Antigua via The Saints and Guadeloupe
Peter and Avril Brookes
Wed 22 Feb 2012 01:38
We left Dominica after moving north to Portsmouth for a few days. Here there was large yachting community and we enjoyed socialising with other couples. We attended an outdoor traditional cooking demonstration on wood fires and a beach barbeque. We learnt about the Caribbean net ssb radio broadcast run by the Ocean Cruising Club, and even managed to get up early enough one morning to listen in. We were most impressed with the way local enterprises had turned this once risky, unsavoury anchorage into a safe and delightful place to stay.
Cruise ship Star Clipper leaving Dominica Coach crushed when tree fell in hurricane, Roseau Botanical Gardens
Our next stop was the small group of Islands known as The Saintes, part of Guadeloupe. Here we spent just one night, enjoying the almost quaint feel of the islands, including a walk across the island to the lovely beach called the Plage du Pompierre (Fireman’s beach) on Valentines day. We celebrated with an ice cream!

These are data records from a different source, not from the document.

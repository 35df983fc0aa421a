// THEORY:
// The `engine` module is the top-level API of the crate. It wraps the pure
// operations in `core_modules` behind a single stateful owner of the collection,
// so a front end only has to forward user actions and read back entities.
//
// Every method follows the same shape: take the current collection out, run one
// pure transform over it, and store the result. No half-applied state is ever
// visible, and a zoom adjustment has finished re-deriving the collection before
// the method returns.

use crate::config::EngineConfig;
use crate::core_modules::color::Color;
use crate::core_modules::entity::{self, Entity, EntityId, Position};
use crate::core_modules::expansion;
use crate::core_modules::grouping;
use crate::core_modules::zoom_controller::{self, ZoomController, ZoomRegime};
use crate::error::ClusterResult;
use rand::Rng;
use tracing::{debug, info};

/// Owns the entity collection and the zoom level.
pub struct ClusterEngine {
    config: EngineConfig,
    zoom: ZoomController,
    entities: Vec<Entity>,
}

impl ClusterEngine {
    /// Builds an engine after validating `config`.
    pub fn new(config: EngineConfig) -> ClusterResult<Self> {
        config.validate()?;
        let zoom = ZoomController::new(&config);
        info!(zoom = zoom.level(), threshold = config.cluster_threshold, "Cluster engine ready");
        Ok(Self {
            config,
            zoom,
            entities: Vec::new(),
        })
    }

    pub fn config(&self) -> &EngineConfig {
        &self.config
    }

    pub fn entities(&self) -> &[Entity] {
        &self.entities
    }

    pub fn zoom_level(&self) -> f64 {
        self.zoom.level()
    }

    pub fn regime(&self) -> ZoomRegime {
        ZoomRegime::of(self.zoom.level(), self.config.cluster_threshold)
    }

    /// Number of points in the scene, counting those inside clusters.
    pub fn point_count(&self) -> usize {
        self.entities.iter().map(Entity::member_count).sum()
    }

    pub fn cluster_count(&self) -> usize {
        self.entities.iter().filter(|e| e.is_cluster()).count()
    }

    /// Adds a point at a data-space position and returns its id.
    pub fn add_point(&mut self, color: Color, x: f64, y: f64) -> EntityId {
        let radius = self.config.point_radius;
        self.apply(|entities| entity::add_point(entities, color, Position::new(x, y), radius));
        let id = self.entities.last().map(Entity::id).unwrap_or_default();
        debug!(%id, %color, x, y, "Added point");
        id
    }

    /// Adds a point at a uniformly random position inside the canvas.
    pub fn add_random_point<R: Rng + ?Sized>(&mut self, color: Color, rng: &mut R) -> EntityId {
        let x = rng.gen_range(0.0..self.config.canvas_width);
        let y = rng.gen_range(0.0..self.config.canvas_height);
        self.add_point(color, x, y)
    }

    /// Groups at the current zoom, whatever the regime.
    pub fn recluster(&mut self) {
        let current = std::mem::take(&mut self.entities);
        self.entities = grouping::recluster(current, self.zoom.level(), &self.config);
    }

    pub fn zoom_in(&mut self) -> f64 {
        if self.zoom.zoom_in() {
            self.zoom_changed();
        }
        self.zoom.level()
    }

    pub fn zoom_out(&mut self) -> f64 {
        if self.zoom.zoom_out() {
            self.zoom_changed();
        }
        self.zoom.level()
    }

    /// Jumps to `value` (clamped to the configured range).
    pub fn set_zoom(&mut self, value: f64) -> f64 {
        if self.zoom.set_zoom(value) {
            self.zoom_changed();
        }
        self.zoom.level()
    }

    /// Opens up a single cluster. Unknown ids are ignored.
    pub fn expand_cluster(&mut self, cluster_id: EntityId) {
        self.apply(|entities| expansion::expand_cluster(entities, cluster_id));
    }

    /// Drops every entity.
    pub fn clear(&mut self) {
        self.entities.clear();
    }

    fn zoom_changed(&mut self) {
        let current = std::mem::take(&mut self.entities);
        self.entities = zoom_controller::on_zoom_change(current, self.zoom.level(), &self.config);
    }

    fn apply<F>(&mut self, op: F)
    where
        F: FnOnce(Vec<Entity>) -> Vec<Entity>,
    {
        let current = std::mem::take(&mut self.entities);
        self.entities = op(current);
    }
}
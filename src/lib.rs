// THEORY:
// This file is the entry point for the `zoom_cluster` library crate. It exposes
// the `ClusterEngine` facade and its configuration as the high-level interface,
// and re-exports the entity types a front end needs to draw the result.
//
// The algorithmic layers live in `core_modules`, leaf-first:
// `union_find` -> `entity`/`color` -> `grouping` -> `zoom_controller` / `expansion`.
// They are public as pure functions over `Vec<Entity>` for callers that want to
// own the collection themselves.

pub mod config;
pub mod core_modules;
pub mod engine;
pub mod error;

pub use config::EngineConfig;
pub use core_modules::color::{Color, ColorCounts, ColorShare};
pub use core_modules::entity::{Cluster, Entity, EntityId, Point, Position};
pub use core_modules::zoom_controller::ZoomRegime;
pub use engine::ClusterEngine;
pub use error::{ClusterError, ClusterResult};
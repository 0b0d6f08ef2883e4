/// Stable handle of a cluster inside the chain's arena.
#[derive(Clone, Copy, Debug, PartialEq, Eq, Hash)]
#[repr(transparent)]
pub struct ClusterId(pub(crate) usize);

/// A fixed-capacity run of consecutive elements, linked to its neighbours.
#[derive(Clone)]
pub struct Cluster<T, const N: usize> {
    items: Vec<T>,
    prev: Option<ClusterId>,
    next: Option<ClusterId>,
}

impl<T, const N: usize> Cluster<T, N> {
    pub fn new() -> Self {
        Self {
            items: Vec::with_capacity(N),
            prev: None,
            next: None,
        }
    }

    pub fn from_items(items: Vec<T>) -> Self {
        assert!(items.len() <= N, "Cluster overflow: {} > {}", items.len(), N);

        let mut this = Self::new();
        this.items.extend(items);
        this
    }

    #[inline]
    pub fn push_back(&mut self, value: T) {
        self.insert(self.len(), value);
    }

    pub fn insert(&mut self, index: usize, value: T) {
        if index > self.len() {
            panic!("Index out of bounds: cannot insert at index {}", index);
        }

        if self.is_full() {
            panic!("Cluster is full: cannot insert more elements");
        }

        self.items.insert(index, value);
    }

    pub fn remove(&mut self, index: usize) -> T {
        if index >= self.len() {
            panic!("Index out of bounds: cannot remove at index {}", index);
        }

        self.items.remove(index)
    }

    /// Replaces the element at `index`, returning the previous one.
    pub fn replace(&mut self, index: usize, value: T) -> T {
        std::mem::replace(&mut self.items[index], value)
    }

    /// Splits off the elements from `at` onwards, leaving `[0, at)` in place.
    pub fn split_off(&mut self, at: usize) -> Vec<T> {
        let mut tail = self.items.split_off(at);
        tail.reserve_exact(N.saturating_sub(tail.len()));
        tail
    }

    #[inline]
    pub fn get(&self, index: usize) -> Option<&T> {
        self.items.get(index)
    }

    pub fn position(&self, value: &T) -> Option<usize>
    where
        T: PartialEq,
    {
        self.items.iter().position(|item| item == value)
    }

    #[inline]
    pub fn contains(&self, value: &T) -> bool
    where
        T: PartialEq,
    {
        self.items.contains(value)
    }

    #[inline]
    pub fn as_slice(&self) -> &[T] {
        &self.items
    }

    #[inline]
    pub fn into_items(self) -> Vec<T> {
        self.items
    }

    #[inline]
    pub fn len(&self) -> usize {
        self.items.len()
    }

    #[inline]
    pub fn is_empty(&self) -> bool {
        self.items.is_empty()
    }

    #[inline]
    pub fn is_full(&self) -> bool {
        self.len() >= N
    }

    #[inline]
    pub const fn prev(&self) -> Option<ClusterId> {
        self.prev
    }

    #[inline]
    pub const fn next(&self) -> Option<ClusterId> {
        self.next
    }

    #[inline]
    pub fn prev_mut(&mut self) -> &mut Option<ClusterId> {
        &mut self.prev
    }

    #[inline]
    pub fn next_mut(&mut self) -> &mut Option<ClusterId> {
        &mut self.next
    }
}

impl<T: std::fmt::Debug, const N: usize> std::fmt::Debug for Cluster<T, N> {
    fn fmt(&self, f: &mut std::fmt::Formatter<'_>) -> std::fmt::Result {
        f.debug_list().entries(self.items.iter()).finish()
    }
}

#[cfg(test)]
mod tests {
    use super::Cluster;

    #[test]
    fn cluster_insert_puts_elements_in_the_correct_positions() {
        let mut sut: Cluster<i64, 6> = Cluster::new();
        assert_eq!(sut.len(), 0);
        assert!(sut.is_empty());

        sut.insert(0, 10);
        assert_eq!(sut.as_slice(), &[10]);

        sut.insert(1, 15);
        assert_eq!(sut.as_slice(), &[10, 15]);

        sut.insert(0, 5);
        assert_eq!(sut.as_slice(), &[5, 10, 15]);

        sut.insert(3, 20);
        sut.insert(2, 13);
        sut.insert(4, 17);
        assert_eq!(sut.as_slice(), &[5, 10, 13, 15, 17, 20]);
        assert!(sut.is_full());

        let result = std::panic::catch_unwind(move || sut.insert(6, 100));
        assert!(result.is_err());
    }

    #[test]
    fn cluster_insert_panics_on_index_out_of_bounds() {
        let mut sut: Cluster<i64, 6> = Cluster::new();

        let result = std::panic::catch_unwind(move || sut.insert(usize::MAX, 100));
        assert!(result.is_err());
    }

    #[test]
    fn cluster_remove_shifts_trailing_elements_left() {
        let mut sut: Cluster<i64, 6> = Cluster::from_items(vec![0, 1, 2, 3, 4, 5]);

        assert_eq!(sut.remove(2), 2);
        assert_eq!(sut.as_slice(), &[0, 1, 3, 4, 5]);

        assert_eq!(sut.remove(4), 5);
        assert_eq!(sut.as_slice(), &[0, 1, 3, 4]);

        assert_eq!(sut.remove(0), 0);
        assert_eq!(sut.as_slice(), &[1, 3, 4]);
        assert!(!sut.is_full());

        let result = std::panic::catch_unwind(move || sut.remove(3));
        assert!(result.is_err());
    }

    #[test]
    fn cluster_split_off_keeps_the_leading_half() {
        let mut sut: Cluster<i64, 4> = Cluster::from_items(vec![0, 1, 2, 3]);

        let tail = sut.split_off(1);
        assert_eq!(sut.as_slice(), &[0]);
        assert_eq!(tail, vec![1, 2, 3]);
        assert!(tail.capacity() >= 4);
    }

    #[test]
    fn cluster_position_finds_first_match() {
        let sut: Cluster<i64, 6> = Cluster::from_items(vec![7, 8, 7]);
        assert_eq!(sut.position(&7), Some(0));
        assert_eq!(sut.position(&8), Some(1));
        assert_eq!(sut.position(&9), None);
        assert!(sut.contains(&8));
        assert!(!sut.contains(&9));
    }

    #[test]
    fn cluster_replace_returns_previous_value() {
        let mut sut: Cluster<i64, 3> = Cluster::from_items(vec![1, 2, 3]);
        assert_eq!(sut.replace(1, 20), 2);
        assert_eq!(sut.as_slice(), &[1, 20, 3]);
    }

    #[test]
    fn cluster_get_with_empty_cluster_returns_none() {
        let sut: Cluster<i64, 6> = Cluster::new();
        assert_eq!(sut.get(0), None);
    }
}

Looking for the firemen... Delightful town centre, Bourg des Saintes
The crossing to Guadeloupe was uneventful and because we had done the customs bit in the Saintes, we were free to go where ever we wanted. However the generator had just packed up, leaving us little option but to go to a marina for power. We spent several days trying to sort one or two technical problems, which left little time for sight seeing. The Marina in Bas du Four was very pleasant and had a lively vibrant atmosphere, quite a contrast to it’s sister island Martinique. Once again we were spoilt with delicious food from the local patisseries.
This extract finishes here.